Profile
Srinivasa Ramanujan (1887–1920) was an Indian mathematician whose discoveries in number theory and analysis introduced extraordinary formulas, identities, and conjectures that reshaped twentieth‑century mathematics. Largely self‑taught and working in isolation for many years, he developed deep results on infinite series, continued fractions, modular equations, and the arithmetic of partitions. After initiating correspondence with G. H. Hardy, Ramanujan moved to Cambridge and produced major work in collaboration with Hardy and others, including asymptotic formulas for the partition function and new insights into highly structured arithmetic functions. Late in his life he introduced mock theta functions, objects that anticipated aspects of modern modular‑form theory and later became central in research linking number theory, combinatorics, and mathematical physics. Ramanujan’s legacy is distinctive not only for the originality of his results but for the way his formulas revealed hidden structure in integers through analytic and modular patterns.
Basic information
| Item | Details |
|---|---|
| Full name | Srinivasa Ramanujan |
| Born | 22 December 1887, Erode, Madras Presidency, British India |
| Died | 26 April 1920, Kumbakonam, Madras Presidency, British India |
| Fields | Number theory, analysis, infinite series, modular forms |
| Known for | Partition function work; tau function; mock theta functions; remarkable series and identities |
| Major works | Papers with Hardy (1910s); notebooks and unpublished manuscripts |
Early life and education
Ramanujan was born in southern India and grew up in modest circumstances. His mathematical talent emerged early, and he showed exceptional ability in arithmetic and algebraic manipulation while still a student.
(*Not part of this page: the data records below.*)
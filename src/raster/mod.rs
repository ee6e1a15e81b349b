//! Image primitives & padding (spec §4.A).
//!
//! [`Raster`] is the crate's canonical in-memory image: always a
//! row-major `f32` buffer in `[0, 1]` for registration math, tagged
//! with the [`DType`] it was decoded from so `save` can re-quantize to
//! the same bit depth.

pub mod io;
pub mod noise;
pub mod padding;

use ndarray::Array2;

/// Closed enumeration of element types the original numpy-dtype
/// polymorphism collapses to (spec §9 design note).
#[derive(Debug, Clone, Copy, PartialEq, Eq)]
pub enum DType {
    U8,
    U16,
    I16,
    I32,
    F16,
    F32,
    F64,
}

impl DType {
    /// Maximum integer value representable by this dtype, used to scale
    /// `[0, 1]` float data back to its natural range on save.
    pub fn int_max(&self) -> f64 {
        match self {
            DType::U8 => u8::MAX as f64,
            DType::U16 => u16::MAX as f64,
            DType::I16 => i16::MAX as f64,
            DType::I32 => i32::MAX as f64,
            DType::F16 | DType::F32 | DType::F64 => 1.0,
        }
    }

    pub fn is_integer(&self) -> bool {
        matches!(self, DType::U8 | DType::U16 | DType::I16 | DType::I32)
    }
}

/// A single-channel 2-D raster, indexed `(row, col) == (y, x)`.
///
/// Internally always `f32`. Integer sources are normalized to `[0, 1]`
/// on load (spec §4.A); the original [`DType`] is retained so `save`
/// can re-quantize.
#[derive(Debug, Clone)]
pub struct Raster {
    data: Array2<f32>,
    dtype: DType,
}

impl Raster {
    pub fn new(data: Array2<f32>, dtype: DType) -> Self {
        Self { data, dtype }
    }

    pub fn zeros(height: usize, width: usize, dtype: DType) -> Self {
        Self { data: Array2::zeros((height, width)), dtype }
    }

    pub fn shape(&self) -> (usize, usize) {
        let s = self.data.shape();
        (s[0], s[1])
    }

    pub fn height(&self) -> usize {
        self.shape().0
    }

    pub fn width(&self) -> usize {
        self.shape().1
    }

    pub fn dtype(&self) -> DType {
        self.dtype
    }

    pub fn data(&self) -> &Array2<f32> {
        &self.data
    }

    pub fn data_mut(&mut self) -> &mut Array2<f32> {
        &mut self.data
    }

    pub fn into_data(self) -> Array2<f32> {
        self.data
    }

    pub fn get(&self, y: usize, x: usize) -> f32 {
        self.data[[y, x]]
    }

    /// Sample statistics over the entire raster: (min, max, median, stddev).
    pub fn stats(&self) -> Option<RasterStats> {
        stats_of(self.data.iter().copied())
    }
}

/// Basic descriptive statistics used to parameterize matched gaussian noise.
#[derive(Debug, Clone, Copy)]
pub struct RasterStats {
    pub min: f32,
    pub max: f32,
    pub median: f32,
    pub stddev: f32,
}

/// Compute [`RasterStats`] over an arbitrary pixel iterator. Returns `None`
/// if the iterator is empty (the caller should raise `DegenerateStats`).
pub fn stats_of(values: impl Iterator<Item = f32>) -> Option<RasterStats> {
    let mut sorted: Vec<f32> = values.collect();
    if sorted.is_empty() {
        return None;
    }
    sorted.sort_by(|a, b| a.partial_cmp(b).unwrap());

    let n = sorted.len();
    let min = sorted[0];
    let max = sorted[n - 1];
    let median = if n % 2 == 0 {
        (sorted[n / 2 - 1] + sorted[n / 2]) / 2.0
    } else {
        sorted[n / 2]
    };

    let mean = sorted.iter().sum::<f32>() / n as f32;
    let variance = sorted.iter().map(|v| (v - mean).powi(2)).sum::<f32>() / n as f32;
    let stddev = variance.sqrt();

    Some(RasterStats { min, max, median, stddev })
}

#[cfg(test)]
mod tests {
    use super::*;

    #[test]
    fn stats_of_constant_image() {
        let values = vec![0.5f32; 100];
        let stats = stats_of(values.into_iter()).unwrap();
        assert_eq!(stats.min, 0.5);
        assert_eq!(stats.max, 0.5);
        assert_eq!(stats.median, 0.5);
        assert_eq!(stats.stddev, 0.0);
    }

    #[test]
    fn stats_of_empty_is_none() {
        assert!(stats_of(std::iter::empty()).is_none());
    }
}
A decisive influence was the discovery of a compendium of advanced results, commonly associated with older European mathematics, which he studied intensely. Without access to formal instruction in the broader research tradition, he absorbed formulas and methods and then pushed far beyond them through personal exploration and experimentation.
His early education was disrupted by financial difficulty and by the mismatch between his mathematical focus and standard curricula. He often neglected non-mathematical subjects, which limited formal academic progress, yet he continued independent research, recording results in notebooks with minimal explanatory prose.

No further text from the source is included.